Soham Ghosh is the coauthor of a new paper published in Small that deals with gene accessibility and function in living beings. The findings may help us better understand why and how we age and lead to new developments in bioengineering.

Ghosh completed the work as a post-doctoral researcher in the Soft Tissue Bioengineering Lab led by Professor Corey Neu at CU Boulder and has since earned a faculty position at Colorado State University. Titled “Image‐Based Elastography of Heterochromatin and Euchromatin Domains in the Deforming Cell Nucleus,” the work is one of the two papers on nuclear mechanobiology that were published in January by the Neu Lab. The other paper was also published in Small and led by PhD student Kaitlin McCreery.

We asked Ghosh about the possible implications and applications of the work as well as his time in the Neu lab.

Question: How would you describe the work and results of this paper to a high school student? 
Answer: Every organism on Earth possesses genes that coordinate the complicated set of machinery inside their cells needed for life. In this paper, we discovered a tiny detail of this machinery and explored it further. 

Genes are the part of a large architecture called chromatin – the material that makes up the material inside the cell nucleus consisting of DNA and protein. How the chromatin organizes itself dictates how the genes will function. Meanwhile, chromatin continuously feels the push and pull from the surrounding environment and accordingly adapts to maintain its organization and function. We specifically explored the physical properties in the chromatin that decide its response to these environmental pushes and pulls. 

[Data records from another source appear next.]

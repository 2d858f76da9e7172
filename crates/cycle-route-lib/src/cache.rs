//! Caller-owned cache of loaded coordinate rows
//!
//! Entries are keyed by the canonical source path and the loader config, and
//! carry a fingerprint of the file (length and modification time). A lookup
//! whose fingerprint no longer matches re-reads the source.

use crate::{CoordinateRow, DataError, LoaderConfig, Result, loader};
use lru::LruCache;
use std::num::NonZeroUsize;
use std::path::{Path, PathBuf};
use std::sync::Arc;
use std::time::SystemTime;

#[derive(Debug, Clone, PartialEq, Eq, Hash)]
struct CacheKey {
    path: PathBuf,
    config: LoaderConfig,
}

#[derive(Debug, Clone, Copy, PartialEq, Eq)]
struct SourceFingerprint {
    len: u64,
    modified: Option<SystemTime>,
}

impl SourceFingerprint {
    fn of(path: &Path) -> std::io::Result<Self> {
        let metadata = std::fs::metadata(path)?;
        Ok(Self {
            len: metadata.len(),
            modified: metadata.modified().ok(),
        })
    }
}

struct CacheEntry {
    fingerprint: SourceFingerprint,
    rows: Arc<Vec<CoordinateRow>>,
}

/// Bounded LRU cache in front of [`loader::load_csv`]
pub struct RouteDataCache {
    entries: LruCache<CacheKey, CacheEntry>,
    hits: usize,
    misses: usize,
}

impl RouteDataCache {
    pub const DEFAULT_CAPACITY: usize = 4;

    pub fn new(capacity: usize) -> Self {
        let capacity = NonZeroUsize::new(capacity).unwrap_or(NonZeroUsize::MIN);
        Self {
            entries: LruCache::new(capacity),
            hits: 0,
            misses: 0,
        }
    }

    /// Rows of the source, loading it unless an up-to-date entry exists
    pub fn load<P: AsRef<Path>>(
        &mut self,
        path: P,
        config: &LoaderConfig,
    ) -> Result<Arc<Vec<CoordinateRow>>> {
        let path = path.as_ref();
        let unavailable =
            |e: std::io::Error| DataError::unavailable(path.display().to_string(), e.to_string());

        let canonical = path.canonicalize().map_err(unavailable)?;
        let fingerprint = SourceFingerprint::of(&canonical).map_err(unavailable)?;
        let key = CacheKey {
            path: canonical,
            config: config.clone(),
        };

        if let Some(entry) = self.entries.get(&key) {
            if entry.fingerprint == fingerprint {
                self.hits += 1;
                tracing::debug!("Route data cache hit for {}", path.display());
                return Ok(entry.rows.clone());
            }
            tracing::info!("{} changed on disk, reloading", path.display());
        }

        self.misses += 1;
        let rows = Arc::new(loader::load_csv(&key.path, config)?);
        self.entries.put(
            key,
            CacheEntry {
                fingerprint,
                rows: rows.clone(),
            },
        );
        Ok(rows)
    }

    /// Drop every entry for the source, returning how many were removed
    pub fn invalidate<P: AsRef<Path>>(&mut self, path: P) -> usize {
        let path = path.as_ref();
        let canonical = path.canonicalize().unwrap_or_else(|_| path.to_path_buf());

        let stale: Vec<CacheKey> = self
            .entries
            .iter()
            .filter(|(key, _)| key.path == canonical)
            .map(|(key, _)| key.clone())
            .collect();
        for key in &stale {
            self.entries.pop(key);
        }
        stale.len()
    }

    pub fn clear(&mut self) {
        self.entries.clear();
    }

    pub fn len(&self) -> usize {
        self.entries.len()
    }

    pub fn is_empty(&self) -> bool {
        self.entries.is_empty()
    }

    /// `(hits, misses)` since creation
    pub fn hit_stats(&self) -> (usize, usize) {
        (self.hits, self.misses)
    }
}

impl Default for RouteDataCache {
    fn default() -> Self {
        Self::new(Self::DEFAULT_CAPACITY)
    }
}
//! Native entry point and logging setup

use tracing::info;

/// Install the tracing subscriber
///
/// `RUST_LOG` controls the filter; when unset, a default that keeps the
/// graphics stack quiet is used.
pub fn setup_logging() {
    use tracing_subscriber::prelude::*;

    if std::env::var("RUST_LOG").is_err() {
        // Safety: single-threaded at startup
        unsafe {
            std::env::set_var("RUST_LOG", "info,wgpu_hal=warn,eframe=warn");
        }
    }

    let fmt_layer = tracing_subscriber::fmt::layer()
        .with_filter(tracing_subscriber::EnvFilter::from_default_env());

    let _ = tracing_subscriber::registry().with(fmt_layer).try_init();
}

fn log_version_info() {
    info!(
        "{} {}",
        env!("CARGO_PKG_NAME"),
        env!("CARGO_PKG_VERSION")
    );
}

/// Entry point for desktop platforms
pub fn native_main(
    app_name: &str,
    app_creator: impl FnOnce(&eframe::CreationContext<'_>) -> Box<dyn eframe::App>,
) {
    setup_logging();
    log_version_info();

    let native_options = eframe::NativeOptions {
        viewport: egui::ViewportBuilder::default()
            .with_inner_size([1280.0, 720.0])
            .with_title(app_name),
        ..Default::default()
    };

    if let Err(e) = eframe::run_native(
        app_name,
        native_options,
        Box::new(move |cc| Ok(app_creator(cc))),
    ) {
        tracing::error!("Application exited with an error: {}", e);
    }
}
//! Cycle Route Viewer - Application Library
//!
//! Interactive map of the cross-country cycling routes loaded by
//! `cycle-route-lib`.

mod app;
mod run;

pub use app::CycleRouteViewerApp;
pub use run::{native_main, setup_logging};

This may help us better understand biological processes such as how we develop from embryo to adult. It could also help us to better design cell-based bioengineering strategies.

Q: Can you explain those applications further? How does this relate to the other new paper from the lab?
A: These two papers provide us with the methodological framework to investigate how the cell nucleus and its chromatin architecture behaves in healthy and pathophysiological conditions and in artificial systems such as engineered tissues. In near future we might answer what the precise steps are by which the nucleus responds to environmental conditions to better explain the aging process. 
Q: Is this a research topic or area you were interested in before joining the Neu lab?
A: I joined Neu’s lab because the area of nuclear mechanobiology fascinates me and it was a great opportunity to work in this field. This particular project came up much later in my time at CU Boulder, though, after we found some very interesting and high-quality experimental data.

Q: What was it like working in the Neu Lab? What is the culture of the group?
A: I think joining his lab was one of the best decisions in my life! Professor Neu provided me with the complete freedom to explore this fascinating area. I learned and actively invested my time in a new scientific field that is emerging, exciting and important. I had amazing and brilliant colleagues who not only played a critical role in the execution of daily research activities but were also very supportive in my overall career growth. Luckily, I ended up with a position in Colorado and I can visit Boulder anytime I want. 

Q: Was there a particular aspect of this work that was hard to complete?
A: This is very interdisciplinary work where we had to apply the techniques of engineering, mathematics, molecular biology and microscopic imaging. Executing multiple different fields in a coordinated way is always challenging. Luckily, we were a great team of diverse skillsets with other co-authors Benjamin Seelbinder – a Neu Lab alumnus and now a postdoc at Max Planck Institute – as well as Victor Crespo Cuevas, who is a current PhD student at CU Boulder.

“Image‐Based Elastography of Heterochromatin and Euchromatin Domains in the Deforming Cell Nucleus” was supported by National Science Foundation (CAREER 1349735) and the National Institutes of Health (R01 AR063712). Other CU Boulder authors include Victor Crespo Cuevas, Benjamin Seelbinder and Corey P Neu.